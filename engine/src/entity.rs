//! The raw entity model.
//!
//! An entity is an open JSON object carrying at least one field that holds
//! its identifier. The engine never looks at any other field, except for
//! full-text `search`.

use crate::{error::Result, EntityId, Error};
use serde::{de::DeserializeOwned, Deserialize, Serialize};
use serde_json::{Map, Value};

/// An unwrapped entity: a JSON object.
#[derive(Debug, Clone, Default, PartialEq, Serialize, Deserialize)]
#[serde(transparent)]
pub struct Entity(Map<String, Value>);

impl Entity {
    /// Create an empty entity.
    pub fn new() -> Self {
        Self(Map::new())
    }

    /// Build an entity from a JSON value. The value must be an object.
    pub fn from_json(value: Value) -> Result<Self> {
        match value {
            Value::Object(map) => Ok(Self(map)),
            other => Err(Error::NotAnObject(json_type_name(&other))),
        }
    }

    /// Build an entity from any serializable type whose JSON form is an object.
    pub fn from_serialize<T: Serialize>(value: &T) -> Result<Self> {
        Self::from_json(serde_json::to_value(value)?)
    }

    /// Convert the entity into a typed value.
    pub fn to_typed<T: DeserializeOwned>(&self) -> Result<T> {
        Ok(serde_json::from_value(Value::Object(self.0.clone()))?)
    }

    /// Builder-style field insertion.
    pub fn with(mut self, key: impl Into<String>, value: impl Into<Value>) -> Self {
        self.0.insert(key.into(), value.into());
        self
    }

    /// Insert a field, returning the previous value.
    pub fn insert(&mut self, key: impl Into<String>, value: impl Into<Value>) -> Option<Value> {
        self.0.insert(key.into(), value.into())
    }

    /// Get a field by name.
    pub fn get(&self, key: &str) -> Option<&Value> {
        self.0.get(key)
    }

    /// Read the identifier stored under `id_field`.
    pub fn id(&self, id_field: &str) -> Option<EntityId> {
        self.0.get(id_field).and_then(EntityId::from_value)
    }

    /// All fields.
    pub fn fields(&self) -> &Map<String, Value> {
        &self.0
    }

    /// Consume the entity and return its fields.
    pub fn into_fields(self) -> Map<String, Value> {
        self.0
    }

    pub fn len(&self) -> usize {
        self.0.len()
    }

    pub fn is_empty(&self) -> bool {
        self.0.is_empty()
    }
}

impl From<Map<String, Value>> for Entity {
    fn from(map: Map<String, Value>) -> Self {
        Self(map)
    }
}

impl TryFrom<Value> for Entity {
    type Error = Error;

    fn try_from(value: Value) -> Result<Self> {
        Self::from_json(value)
    }
}

impl IntoIterator for Entity {
    type Item = (String, Value);
    type IntoIter = serde_json::map::IntoIter;

    fn into_iter(self) -> Self::IntoIter {
        self.0.into_iter()
    }
}

pub(crate) fn json_type_name(value: &Value) -> &'static str {
    match value {
        Value::Null => "Null",
        Value::Bool(_) => "Bool",
        Value::Number(n) if n.is_i64() || n.is_u64() => "Int",
        Value::Number(_) => "Float",
        Value::String(_) => "String",
        Value::Array(_) => "Array",
        Value::Object(_) => "Object",
    }
}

○ ○ ○ ○ ○ ○ ○

TASK TO CARRY OUT
The lines wanted are those from the one containing "type IntoIter = serde_json::map::IntoIter;" through the last line of the listing above. Repeat them exactly.

TASK RESULT
    type IntoIter = serde_json::map::IntoIter;

    fn into_iter(self) -> Self::IntoIter {
        self.0.into_iter()
    }
}

pub(crate) fn json_type_name(value: &Value) -> &'static str {
    match value {
        Value::Null => "Null",
        Value::Bool(_) => "Bool",
        Value::Number(n) if n.is_i64() || n.is_u64() => "Int",
        Value::Number(_) => "Float",
        Value::String(_) => "String",
        Value::Array(_) => "Array",
        Value::Object(_) => "Object",
    }
}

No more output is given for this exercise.